What We're Reading

Oz And James Drink To Britain
Oz Clarke and James May
Pavilion Books, £19.99
1/5
"It is the confused offspring of Dorling Kindersley and a teenager's be-doodled chemistry work book."
TV's Oz Clarke and James May tread a fine line - and not only because they have taken grape and grain in vast quantities.
Their odd couple schtick stays just this side of irritating solely because the subject matter is close to the heart of every true Englishman - British beer and attendant alcoholic beverages.
Increasingly stale and laboured (the partnership not the drink), the last series may well be the last series - although the two of them - nice chaps both - clearly relish the freedom to act out their eccentricities, animosities and prejudices, working under the delusion that their patter is endearing.

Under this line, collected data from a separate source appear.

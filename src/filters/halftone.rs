//! Halftone ("dot") filter.
//!
//! The image is downsampled so each output block becomes one sample, then a
//! fresh canvas is covered with one dot per block whose size follows the
//! sample's darkness.

use super::{Args, FilterContext, FilterRegistry, SkipReason, require_pixels};
use crate::imaging::{Color, Raster, ResizeFilter};

pub(super) fn register(registry: &mut FilterRegistry) {
    registry.register(
        "dot",
        "[block_size[,multiplier[,circle|square[,color[,background]]]]]",
        dot,
    );
}

#[derive(Debug, Clone, Copy, PartialEq, Eq)]
enum DotShape {
    Circle,
    Square,
}

impl DotShape {
    fn from_name(name: &str) -> Option<Self> {
        match name.to_ascii_lowercase().as_str() {
            "circle" | "round" => Some(Self::Circle),
            "square" => Some(Self::Square),
            _ => None,
        }
    }
}

fn dot(image: &mut Raster, args: Args<'_>, ctx: &FilterContext<'_>) -> Result<(), SkipReason> {
    let block = args.int_in(0, 6, 1, 1024)? as u32;
    let multiplier = args.float_in(1, 1.0, 0.0, 10.0)?;
    let shape = args.keyword(2, DotShape::Circle, DotShape::from_name, "expected circle or square")?;
    let fixed = args.color_opt(3)?;
    let background = args.color_or(4, Color::WHITE)?;
    require_pixels(image)?;

    let (w, h) = image.dimensions();
    let samples = ctx
        .backend
        .resize(image, w.div_ceil(block), h.div_ceil(block), ResizeFilter::Box)?;
    let mut canvas = ctx.backend.new_canvas(w, h, background);
    let half = block as f64 / 2.0;

    for sy in 0..samples.height() {
        for sx in 0..samples.width() {
            let sample = samples.get(sx, sy);
            let intensity = (255.0 - sample.luma() as f64) / 255.0 * multiplier * 1.2;
            let color = fixed.unwrap_or(sample);
            let cx = sx as f64 * block as f64 + half;
            let cy = sy as f64 * block as f64 + half;
            match shape {
                DotShape::Circle => {
                    let radius = half * intensity * 1.2;
                    if radius > 0.0 {
                        ctx.backend.fill_circle(&mut canvas, cx, cy, radius, color);
                    }
                }
                DotShape::Square => {
                    let side = (block as f64 * intensity).min(block as f64).round() as u32;
                    if side > 0 {
                        let x = (cx - side as f64 / 2.0).round() as i64;
                        let y = (cy - side as f64 / 2.0).round() as i64;
                        ctx.backend.fill_rect(&mut canvas, x, y, side, side, color);
                    }
                }
            }
        }
    }
    *image = canvas;
    Ok(())
}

The book Oz And James Drink To Britain, sadly, takes all the ghastly and patronising parts of their Punch and Judy act and sticks them on the page for all to see.
Containing quirky cut-out headshots, wacky arrows, fake coffee rings, type at angles and the like, it is the confused offspring of Dorling Kindersley and a teenager's be-doodled chemistry work book.
This is a shoddy job that mashes two interesting people and an interesting subject matter and manages only to produce something weak, watery and wasteful. A disappointing brew.